Trembling fingers replaced playful ones. Carefully — reverently — they began to unwrap the stained cloth from his shoulders and ribs.
The sight beneath silenced them.
Blood, sweat, bruised muscle, old scars crossing new wounds. His body glistened in the steam like something carved from bronze and returned from battle.
Tears came quietly.
Not delicate tears — but the kind born from fear already survived.
As the last of the cloth fell away and he stood bare before them, none turned shy. They moved closer instead.
Not embarrassed.
Protective.
Kisses brushed over bruised skin. Fingers wiped away blood and dirt with slow care. The steam thickened around them as they guided him toward the bath.
The water parted for him.
His massive frame lowered into the warmth, muscles easing despite himself. Gunderlinde, gentle and precise despite her softness, knelt behind him with stitching tools in hand. Her fingers were steady as she worked to close the wound at his shoulder.
The others hovered close — tending, touching, whispering.
Oskar had written the medical manuals. He knew what proper treatment looked like.
He also knew that kissing away blood was not among the official steps.
Still, he did not protest.
He leaned back against the stone rim, arms resting wide along the edge of the bath, steam curling around his shoulders. Five women pressed close now — no towels between them, no distance left to maintain.
Tanya came to him first.
She seized his face in both hands, eyes blazing.
"How dare you scare us like that," she hissed, voice breaking between fury and relief. "Do you have any idea what we felt?"
Before he could answer, she kissed him — not gently, not carefully, but fiercely, as if punishing him for surviving.
The others closed in around him.
Soft bodies against hardened muscle. Heat against heat. He felt less like a prince and more like a man caught in a storm of affection and reprimand.
Tanya kept whispering sharp words into his mouth, accusing him of recklessness even as her fingers refused to let him go.

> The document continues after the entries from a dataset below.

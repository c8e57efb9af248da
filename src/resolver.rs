//! Tiered command resolution
//!
//! Maps free-form input to an `Action` by trying, in order:
//!
//! 1. the whole normalized input as a pattern phrase
//! 2. the first token as a builtin, a pattern phrase, or a command key
//! 3. fuzzy matching: the whole input against pattern phrases, then the
//!    first token against command keys
//! 4. the input itself as a shell command line
//!
//! The first tier that produces an action wins. Resolution is pure: it reads
//! the tables and never executes anything.

use crate::actions::{Action, Resolution, ResolveError, Tier};
use crate::builtins::BuiltinLookup;
use crate::normalize::{collapse_whitespace, join_args, split_head};
use crate::similarity::{best_match, DEFAULT_CUTOFF};
use crate::tables::CommandTables;

/// Tunables for the cascade
#[derive(Clone, Debug, PartialEq)]
pub struct ResolveOptions {
    /// Minimum similarity for a fuzzy match (inclusive)
    pub fuzzy_cutoff: f64,
    /// Fall back to running the raw input; otherwise yield `NoMatch`
    pub shell_passthrough: bool,
}

impl Default for ResolveOptions {
    fn default() -> Self {
        Self {
            fuzzy_cutoff: DEFAULT_CUTOFF,
            shell_passthrough: true,
        }
    }
}

/// Resolve input with default options
pub fn parse(
    input: &str,
    tables: &CommandTables,
    builtins: &impl BuiltinLookup,
    os: &str,
) -> Result<Action, ResolveError> {
    Resolver::new(tables, builtins, os)
        .resolve(input)
        .map(|r| r.action)
}

/// Borrowed view over the tables for one platform
pub struct Resolver<'a, B: BuiltinLookup> {
    tables: &'a CommandTables,
    builtins: &'a B,
    os: String,
    options: ResolveOptions,
}

impl<'a, B: BuiltinLookup> Resolver<'a, B> {
    pub fn new(tables: &'a CommandTables, builtins: &'a B, os: &str) -> Self {
        Self {
            tables,
            builtins,
            os: os.to_lowercase(),
            options: ResolveOptions::default(),
        }
    }

    pub fn with_options(mut self, options: ResolveOptions) -> Self {
        self.options = options;
        self
    }

    /// Run the cascade; only empty input is an error
    pub fn resolve(&self, input: &str) -> Result<Resolution, ResolveError> {
        let normalized = collapse_whitespace(input);
        let (head, tail) = split_head(&normalized).ok_or(ResolveError::NoActionableInput)?;
        let lowered = normalized.to_lowercase();

        let resolution = self
            .exact_pattern(&lowered)
            .or_else(|| self.head_match(&head, &tail))
            .or_else(|| self.fuzzy_pattern(&lowered))
            .or_else(|| self.fuzzy_command(&head, &tail))
            .unwrap_or_else(|| self.fallback(&normalized));

        tracing::debug!(
            input = %normalized,
            tier = ?resolution.tier,
            action = %resolution.action.describe(),
            "resolved"
        );
        Ok(resolution)
    }

    /// Tier 1: the whole input is a pattern phrase
    fn exact_pattern(&self, lowered: &str) -> Option<Resolution> {
        let key = self.tables.patterns.get(lowered)?;
        self.resolve_key(key, &[])
            .map(|action| Resolution::new(Tier::ExactPattern, action))
    }

    /// Tier 2: the first token names something directly
    fn head_match(&self, head: &str, tail: &[String]) -> Option<Resolution> {
        if self.builtins.is_builtin(head) {
            return Some(Resolution::new(
                Tier::HeadBuiltin,
                Action::builtin(head, tail.to_vec()),
            ));
        }

        if let Some(key) = self.tables.patterns.get(head) {
            if let Some(action) = self.resolve_key(key, tail) {
                return Some(Resolution::new(Tier::HeadPattern, action));
            }
        }

        self.tables
            .commands
            .template(head, &self.os)
            .map(|template| Resolution::new(Tier::HeadCommand, Action::shell(join_args(template, tail))))
    }

    /// Tier 3a: the whole input is close to a pattern phrase; the tail is dropped
    fn fuzzy_pattern(&self, lowered: &str) -> Option<Resolution> {
        let (phrase, score) = best_match(
            lowered,
            self.tables.patterns.phrases(),
            self.options.fuzzy_cutoff,
        )?;
        let key = self.tables.patterns.get(phrase)?;
        tracing::debug!(phrase, score, "fuzzy pattern candidate");
        self.resolve_key(key, &[])
            .map(|action| Resolution::new(Tier::FuzzyPattern, action))
    }

    /// Tier 3b: the first token is close to a command key; the tail is kept
    fn fuzzy_command(&self, head: &str, tail: &[String]) -> Option<Resolution> {
        let (key, score) = best_match(
            head,
            self.tables.commands.keys(),
            self.options.fuzzy_cutoff,
        )?;
        tracing::debug!(key, score, "fuzzy command candidate");
        self.tables
            .commands
            .template(key, &self.os)
            .map(|template| Resolution::new(Tier::FuzzyCommand, Action::shell(join_args(template, tail))))
    }

    /// Tier 4: run the input as typed, or give up
    fn fallback(&self, normalized: &str) -> Resolution {
        if self.options.shell_passthrough {
            Resolution::new(Tier::Passthrough, Action::shell(normalized))
        } else {
            Resolution::new(Tier::Unmatched, Action::NoMatch)
        }
    }

    /// A canonical key becomes a builtin call or an OS-specific command line
    fn resolve_key(&self, key: &str, args: &[String]) -> Option<Action> {
        if self.builtins.is_builtin(key) {
            return Some(Action::builtin(key, args.to_vec()));
        }
        self.tables
            .commands
            .template(key, &self.os)
            .map(|template| Action::shell(join_args(template, args)))
    }
}

#[cfg(test)]
mod tests {
    use super::*;
    use crate::tables::{CommandTable, PatternTable};
    use std::collections::BTreeSet;

    fn builtins(names: &[&str]) -> BTreeSet<String> {
        names.iter().map(|s| s.to_string()).collect()
    }

    fn tables() -> CommandTables {
        let patterns = PatternTable::from_pairs([
            ("show system info", "sysinfo"),
            ("list all files", "ls"),
            ("disk usage", "df"),
            ("list", "ls"),
            ("nothing here", "ghost"),
        ]);
        let mut commands = CommandTable::new();
        commands.insert_pairs("ls", &[("linux", "ls"), ("windows", "dir")]);
        commands.insert_pairs("listdir", &[("linux", "ls"), ("windows", "dir")]);
        commands.insert_pairs("df", &[("linux", "df -h"), ("windows", "wmic logicaldisk")]);
        commands.insert_pairs("uptime", &[("linux", "uptime")]);
        commands.insert_pairs("orphan", &[("darwin", "open")]);
        CommandTables::new(patterns, commands)
    }

    fn resolve(input: &str, os: &str) -> Resolution {
        let tables = tables();
        let builtins = builtins(&["sysinfo", "zip"]);
        Resolver::new(&tables, &builtins, os).resolve(input).unwrap()
    }

    #[test]
    fn test_empty_input_is_distinct() {
        let tables = tables();
        let builtins = builtins(&[]);
        let resolver = Resolver::new(&tables, &builtins, "linux");
        assert_eq!(resolver.resolve(""), Err(ResolveError::NoActionableInput));
        assert_eq!(resolver.resolve(" \t\n "), Err(ResolveError::NoActionableInput));
    }

    #[test]
    fn test_exact_pattern_to_builtin() {
        let r = resolve("Show   System Info", "linux");
        assert_eq!(r.tier, Tier::ExactPattern);
        assert_eq!(r.action, Action::builtin("sysinfo", vec![]));
    }

    #[test]
    fn test_exact_pattern_to_shell() {
        let r = resolve("disk usage", "windows");
        assert_eq!(r.tier, Tier::ExactPattern);
        assert_eq!(r.action, Action::shell("wmic logicaldisk"));
    }

    #[test]
    fn test_exact_pattern_beats_head_builtin() {
        let tables = tables();
        let builtins = builtins(&["ls", "list"]);
        let r = Resolver::new(&tables, &builtins, "linux")
            .resolve("list all files")
            .unwrap();
        assert_eq!(r.tier, Tier::ExactPattern);
        assert_eq!(r.action, Action::builtin("ls", vec![]));
    }

    #[test]
    fn test_head_builtin_keeps_tail() {
        let r = resolve("ZIP Reports/ out.zip", "linux");
        assert_eq!(r.tier, Tier::HeadBuiltin);
        assert_eq!(
            r.action,
            Action::builtin("zip", vec!["Reports/".into(), "out.zip".into()])
        );
    }

    #[test]
    fn test_head_pattern_appends_tail() {
        let r = resolve("list /tmp", "windows");
        assert_eq!(r.tier, Tier::HeadPattern);
        assert_eq!(r.action, Action::shell("dir /tmp"));
    }

    #[test]
    fn test_head_command_with_os() {
        let r = resolve("listdir -a", "windows");
        assert_eq!(r.tier, Tier::HeadCommand);
        assert_eq!(r.action, Action::shell("dir -a"));
    }

    #[test]
    fn test_os_fallback_to_linux() {
        let r = resolve("uptime", "windows");
        assert_eq!(r.action, Action::shell("uptime"));
    }

    #[test]
    fn test_missing_templates_yield_args_only() {
        let r = resolve("orphan x y", "windows");
        assert_eq!(r.tier, Tier::HeadCommand);
        assert_eq!(r.action, Action::shell("x y"));
    }

    #[test]
    fn test_fuzzy_pattern_drops_tail() {
        let r = resolve("show sytem info", "linux");
        assert_eq!(r.tier, Tier::FuzzyPattern);
        assert_eq!(r.action, Action::builtin("sysinfo", vec![]));
    }

    #[test]
    fn test_fuzzy_command_keeps_tail() {
        let r = resolve("uptme --pretty", "linux");
        assert_eq!(r.tier, Tier::FuzzyCommand);
        assert_eq!(r.action, Action::shell("uptime --pretty"));
    }

    #[test]
    fn test_dangling_pattern_falls_through() {
        let r = resolve("nothing here", "linux");
        assert_eq!(r.tier, Tier::Passthrough);
        assert_eq!(r.action, Action::shell("nothing here"));
    }

    #[test]
    fn test_passthrough_keeps_input() {
        let r = resolve("  git   commit -m wip ", "linux");
        assert_eq!(r.tier, Tier::Passthrough);
        assert_eq!(r.action, Action::shell("git commit -m wip"));
    }

    #[test]
    fn test_passthrough_disabled_gives_no_match() {
        let tables = tables();
        let builtins = builtins(&[]);
        let r = Resolver::new(&tables, &builtins, "linux")
            .with_options(ResolveOptions {
                shell_passthrough: false,
                ..ResolveOptions::default()
            })
            .resolve("git status")
            .unwrap();
        assert_eq!(r.tier, Tier::Unmatched);
        assert_eq!(r.action, Action::NoMatch);
    }

    #[test]
    fn test_fuzzy_cutoff_is_inclusive() {
        let patterns = PatternTable::from_pairs([("abcxy", "up")]);
        let mut commands = CommandTable::new();
        commands.insert_pairs("up", &[("linux", "uptime")]);
        let tables = CommandTables::new(patterns, commands);
        let builtins = builtins(&[]);
        let resolver = Resolver::new(&tables, &builtins, "linux");

        // ratio("abcde", "abcxy") == 0.6
        let r = resolver.resolve("abcde").unwrap();
        assert_eq!(r.tier, Tier::FuzzyPattern);
        assert_eq!(r.action, Action::shell("uptime"));

        let strict = Resolver::new(&tables, &builtins, "linux").with_options(ResolveOptions {
            fuzzy_cutoff: 0.61,
            ..ResolveOptions::default()
        });
        assert_eq!(strict.resolve("abcde").unwrap().tier, Tier::Passthrough);
    }

    #[test]
    fn test_parse_free_function() {
        let tables = tables();
        let builtins = builtins(&["sysinfo"]);
        let action = parse("Show System Info", &tables, &builtins, "linux").unwrap();
        assert_eq!(action, Action::builtin("sysinfo", vec![]));
    }
}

Anna pressed against him next, desperate in her devotion, murmuring love against his neck. Cecilie traced the scars on his chest with something like awe. Gunderlinde finished her stitching and leaned forward, breath warm at his ear.
They all knew why he did what he did.
They all knew he would do worse before he was finished.
And that knowledge terrified them more than the wounds themselves.
It was fortunate he was as large as he was, because otherwise five women would have overwhelmed him entirely.
Instead, he held them — one arm around Tanya, another brushing Anna's waist — kissing one, then the next, murmuring how beautiful they were even as they scolded him for risking himself again.
The bathwater rippled around them, steam thick and golden in the light.
It was not simply passion.
It was relief.
It was ownership.
It was love wrapped in anger and fear and desire all at once.
And in the warmth of that Roman bath, surrounded by five women who refused to let him bleed alone, Oskar allowed himself — just for a moment — to rest.